In the year 1842 Poey was appointed to the professorship of Comparative Anatomy and Zoology in the Royal University of Havana, which chair he still holds, after forty-two years.

The University of Havana occupies an ancient monastery building in the heart of the city. Like most similar edifices in Cuba and Spain, it is a low building around a hollow paved court, and its whitewashed, time-stained walls have an air of great antiquity. The university has now some twelve hundred students, the great majority of whom are in those departments which lead toward wealth, or social or political preferment, as law, medicine, and pharmacy. Comparatively few pursue literary or philosophical studies, and still fewer are interested in the biological sciences. In the department of botany there are now but two students, and the number in zoology is probably not much greater.
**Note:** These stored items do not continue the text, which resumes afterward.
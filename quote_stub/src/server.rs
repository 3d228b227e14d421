use crate::model::mode::Mode;
use crate::model::quote::Quote;
use log::{debug, error, info, warn};
use quote_common::Result;
use quote_common::protocol::{RESPONSE_BUF_LEN, parse_request_line};
use std::io::{Read, Write};
use std::net::{SocketAddr, TcpListener, TcpStream, ToSocketAddrs};
use std::thread;

/// TCP quote server stub that answers one request line per connection.
///
/// Each accepted connection is handled on its own thread, so a slow or silent
/// client never holds up the others. Malformed requests are logged and only the
/// offending connection is closed.
pub struct StubServer {
    /// The underlying TCP listening socket.
    listener: TcpListener,
    mode: Mode,
}

impl StubServer {
    /// Bind a new stub to `addr` (e.g., `0.0.0.0:4440`, or port `0` for an ephemeral port).
    pub fn bind<A: ToSocketAddrs>(addr: A, mode: Mode) -> Result<Self> {
        let listener = TcpListener::bind(addr)?;
        Ok(Self { listener, mode })
    }

    /// Address the stub is listening on.
    pub fn local_addr(&self) -> Result<SocketAddr> {
        Ok(self.listener.local_addr()?)
    }

    /// Reply behaviour of this stub.
    pub fn mode(&self) -> Mode {
        self.mode
    }

    /// Blocking accept loop; spawns a handler thread per connection.
    pub fn serve(self) -> Result<()> {
        info!(
            "Stub quote server ({} mode) listening on {}",
            self.mode(),
            self.listener.local_addr()?
        );

        for stream in self.listener.incoming() {
            match stream {
                Ok(stream) => {
                    let mode = self.mode();
                    thread::spawn(move || {
                        if let Err(e) = handle_connection(stream, mode) {
                            error!("Connection error: {}", e);
                        }
                    });
                }
                Err(e) => error!("TCP connection error: {}", e),
            }
        }
        Ok(())
    }

    /// Run the accept loop on a background thread and return the bound address.
    pub fn spawn(self) -> Result<SocketAddr> {
        let addr = self.local_addr()?;
        thread::spawn(move || {
            if let Err(e) = self.serve() {
                error!("Stub server loop failed: {}", e);
            }
        });
        Ok(addr)
    }
}

fn handle_connection(mut stream: TcpStream, mode: Mode) -> Result<()> {
    let peer = stream.peer_addr()?;
    let mut buf = [0u8; RESPONSE_BUF_LEN];
    let size = stream.read(&mut buf)?;
    let line = String::from_utf8_lossy(&buf[..size]);
    debug!("Request from {}: {:?}", peer, line);

    let (symbol, user) = match parse_request_line(&line) {
        Ok(parsed) => parsed,
        Err(e) => {
            warn!("Dropping malformed request from {}: {}", peer, e);
            return Ok(());
        }
    };

    match mode {
        Mode::Quote => stream.write_all(Quote::generate(symbol, &user).to_line().as_bytes())?,
        Mode::Echo => stream.write_all(format!("{},{}\n", symbol, user).as_bytes())?,
        Mode::Silent => {
            // Hold the connection until the client gives up.
            while stream.read(&mut buf)? > 0 {}
        }
    }
    Ok(())
}
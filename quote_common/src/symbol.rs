//! Three-letter synthetic ticker symbols.
//!
//! Every request carries a `Symbol` made of three ASCII uppercase letters, each
//! drawn independently, so repeats such as `AAA` are valid. The stub server
//! parses the same type back out of incoming request lines.
use std::fmt;
use std::str::FromStr;

use rand::Rng;

use crate::error::QuoteError;

/// Alphabet symbols are drawn from.
pub const LETTERS: &[u8; 26] = b"ABCDEFGHIJKLMNOPQRSTUVWXYZ";
/// Number of letters in a symbol.
pub const SYMBOL_LEN: usize = 3;

/// A ticker symbol of exactly three ASCII uppercase letters.
#[derive(Debug, Clone, Copy, PartialEq, Eq, Hash)]
pub struct Symbol([u8; SYMBOL_LEN]);

impl Symbol {
    /// Draw a random symbol; every position is rolled independently and uniformly over `A-Z`.
    pub fn random<R: Rng + ?Sized>(rng: &mut R) -> Self {
        let mut letters = [0u8; SYMBOL_LEN];
        for letter in letters.iter_mut() {
            *letter = LETTERS[rng.random_range(0..LETTERS.len())];
        }
        Symbol(letters)
    }

    /// The symbol as a string slice.
    pub fn as_str(&self) -> &str {
        // Only ever built from `LETTERS` or validated input.
        std::str::from_utf8(&self.0).unwrap_or_default()
    }
}

impl fmt::Display for Symbol {
    fn fmt(&self, f: &mut fmt::Formatter<'_>) -> fmt::Result {
        f.write_str(self.as_str())
    }
}

impl FromStr for Symbol {
    type Err = QuoteError;

    fn from_str(s: &str) -> Result<Self, Self::Err> {
        let bytes = s.as_bytes();
        if bytes.len() != SYMBOL_LEN || !bytes.iter().all(u8::is_ascii_uppercase) {
            return Err(QuoteError::InvalidSymbol(s.to_string()));
        }
        let mut letters = [0u8; SYMBOL_LEN];
        letters.copy_from_slice(bytes);
        Ok(Symbol(letters))
    }
}

#[cfg(test)]
mod tests {
    use super::*;
    use rand::SeedableRng;
    use rand::rngs::StdRng;

    #[test]
    fn random_symbols_are_three_uppercase_letters() {
        let mut rng = StdRng::seed_from_u64(7);
        for _ in 0..1_000 {
            let symbol = Symbol::random(&mut rng);
            let text = symbol.to_string();
            assert_eq!(text.len(), SYMBOL_LEN);
            assert!(text.bytes().all(|b| b.is_ascii_uppercase()), "{text}");
        }
    }

    #[test]
    fn random_symbols_cover_the_alphabet_and_allow_repeats() {
        let mut rng = StdRng::seed_from_u64(42);
        let mut seen = [false; 26];
        let mut repeated = false;
        for _ in 0..2_000 {
            let symbol = Symbol::random(&mut rng);
            let b = symbol.as_str().as_bytes();
            for &c in b {
                seen[(c - b'A') as usize] = true;
            }
            repeated |= b[0] == b[1] || b[1] == b[2] || b[0] == b[2];
        }
        assert!(seen.iter().all(|&s| s));
        assert!(repeated);
    }

    #[test]
    fn parses_valid_symbols() {
        assert_eq!("AAA".parse::<Symbol>().unwrap().as_str(), "AAA");
        assert_eq!("XYZ".parse::<Symbol>().unwrap().to_string(), "XYZ");
    }

    #[test]
    fn rejects_invalid_symbols() {
        for bad in ["", "AB", "ABCD", "abc", "A1C", "ÄBC"] {
            let err = bad.parse::<Symbol>().unwrap_err();
            assert!(matches!(err, QuoteError::InvalidSymbol(_)), "{bad}");
        }
    }
}
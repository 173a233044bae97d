//! Exact probability that at least _N_ out of _M_ independent events occur, given the probability
//! of each event. Probabilities are arbitrary-precision decimals, so results for rare events do not
//! underflow and results for many events do not drift.

pub mod binomial;
pub mod exact;
pub mod file;
pub mod parse;
pub mod precision;
pub mod print;

#[cfg(test)]
pub(crate) mod testing;

#[doc = include_str!("../README.md")]
#[cfg(doc)]
fn readme() {}
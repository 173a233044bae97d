//! Closed-form binomial probabilities over arbitrary-precision integers and decimals.
//!
//! When every event shares the same probability, the number of occurrences is binomially
//! distributed and the tail can be summed directly. This serves as an independent check on
//! [exact](crate::exact), which makes no such assumption.

use bigdecimal::BigDecimal;
use num_bigint::BigInt;
use num_traits::{One, Zero};

/// `n!` as an arbitrary-precision integer.
pub fn factorial(n: u64) -> BigInt {
    (2..=n).fold(BigInt::one(), |product, i| product * i)
}

/// Binomial coefficient: the number of combinations obtained when sampling `r` items from a
/// set of `n` without replacement.
pub fn combinations(n: u64, r: u64) -> BigInt {
    assert!(n >= r, "n ({n}) < r ({r})");
    let r = r.min(n - r);
    (0..r).fold(BigInt::one(), |product, i| product * (n - i) / (i + 1))
}

/// Probability of `r` successes in `n` independent Bernoulli trials, given `p` probability of success.
pub fn binomial(n: u64, r: u64, p: &BigDecimal) -> BigDecimal {
    assert!(n >= r, "n ({n}) < r ({r})");
    let q = BigDecimal::one() - p;
    BigDecimal::from(combinations(n, r)) * powi(p, r) * powi(&q, n - r)
}

/// Probability of at least `threshold` successes in `n` independent Bernoulli trials, given `p`
/// probability of success.
pub fn binomial_tail(n: u64, threshold: i64, p: &BigDecimal) -> BigDecimal {
    if threshold > n as i64 {
        return BigDecimal::zero();
    }
    if threshold <= 0 {
        return BigDecimal::one();
    }
    (threshold as u64..=n).map(|r| binomial(n, r, p)).sum()
}

fn powi(base: &BigDecimal, exp: u64) -> BigDecimal {
    let mut result = BigDecimal::one();
    let mut square = base.clone();
    let mut exp = exp;
    while exp > 0 {
        if exp & 1 == 1 {
            result = &result * &square;
        }
        exp >>= 1;
        if exp > 0 {
            square = &square * &square;
        }
    }
    result
}
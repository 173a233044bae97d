use std::env;
use std::error::Error;
use std::path::PathBuf;

use anyhow::{anyhow, bail};
use bigdecimal::BigDecimal;
use clap::Parser;
use stanza::renderer::console::Console;
use stanza::renderer::Renderer;
use tracing::{debug, info};

use tally::exact::{Config, Engine};
use tally::file::{FromJsonFile, Scenario};
use tally::parse::parse_probabilities;
use tally::precision::Precision;
use tally::print::tabulate_distribution;

const TABLE_DIGITS: u64 = 10;

#[derive(Debug, clap::Parser, Clone)]
struct Args {
    /// minimum number of events that must occur
    #[clap(short = 'n', long, allow_negative_numbers = true)]
    threshold: Option<isize>,

    /// file to source the scenario from
    #[clap(short = 'f', long)]
    file: Option<PathBuf>,

    /// significant digits to retain, or 'exact'
    #[clap(short = 'p', long, default_value_t = Precision::default())]
    precision: Precision,

    /// update every cell of the table for every event
    #[clap(long)]
    no_prune: bool,

    /// print the distribution of the number of occurring events
    #[clap(short = 't', long)]
    table: bool,

    /// probabilities of the individual events, as decimal literals
    #[clap(allow_negative_numbers = true)]
    probabilities: Vec<String>,
}
impl Args {
    fn validate(&self) -> anyhow::Result<()> {
        if self.file.is_none() && self.probabilities.is_empty()
            || self.file.is_some() && !self.probabilities.is_empty()
        {
            bail!("either the -f flag or a list of probabilities must be specified");
        }
        if self.file.is_none() && self.threshold.is_none() {
            bail!("the -n flag must be specified when probabilities are given inline");
        }
        Ok(())
    }
}

fn main() -> Result<(), Box<dyn Error>> {
    if env::var("RUST_BACKTRACE").is_err() {
        env::set_var("RUST_BACKTRACE", "full")
    }
    if env::var("RUST_LOG").is_err() {
        env::set_var("RUST_LOG", "info")
    }
    tracing_subscriber::fmt::init();

    let args = Args::parse();
    args.validate()?;
    debug!("args: {args:?}");

    let (threshold, probs) = read_scenario(&args)?;
    let engine = Engine::try_from(Config {
        precision: args.precision,
        prune: !args.no_prune,
    })?;
    debug!("config: {:?}, events: {}", engine.config(), probs.len());

    let prob = engine.at_least_n(threshold, &probs);
    info!(
        "probability of at least {threshold} of {} events: {prob}",
        probs.len()
    );

    if args.table {
        let distribution = engine.distribution(&probs);
        let table = tabulate_distribution(&distribution, TABLE_DIGITS);
        info!("\n{}", Console::default().render(&table));
    }
    Ok(())
}

fn read_scenario(args: &Args) -> anyhow::Result<(isize, Vec<BigDecimal>)> {
    if let Some(path) = args.file.as_ref() {
        let scenario = Scenario::from_json_file(path)
            .map_err(|err| anyhow!("cannot read scenario from {}: {err}", path.display()))?;
        let threshold = match args.threshold {
            Some(threshold) => threshold,
            None => isize::try_from(scenario.threshold)?,
        };
        return Ok((threshold, scenario.parse_probabilities()?));
    }
    match args.threshold {
        Some(threshold) => Ok((threshold, parse_probabilities(&args.probabilities[..])?)),
        None => unreachable!(),
    }
}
Although Professor Poey is evidently held in very high respect in the university, in which he has long been dean of the faculty of science, I can not imagine that he ever received much help or sympathy in his scientific work from that quarter, or indeed from any other in Cuba. His friends and countrymen are doubtless glad to be of assistance to so amiable a gentleman as the Señor Don Felipe, but for the claims of science the people of Cuba, as a class, care very little.

The university library contains but little which could be of help in Professor Poey's zoölogical studies. He has therefore been compelled to gather a private library of ichthyology. This library has with time become very rich and valuable, many of his co-workers in the study of fishes, notably Dr. Bleeher, having presented him with complete series of their published works.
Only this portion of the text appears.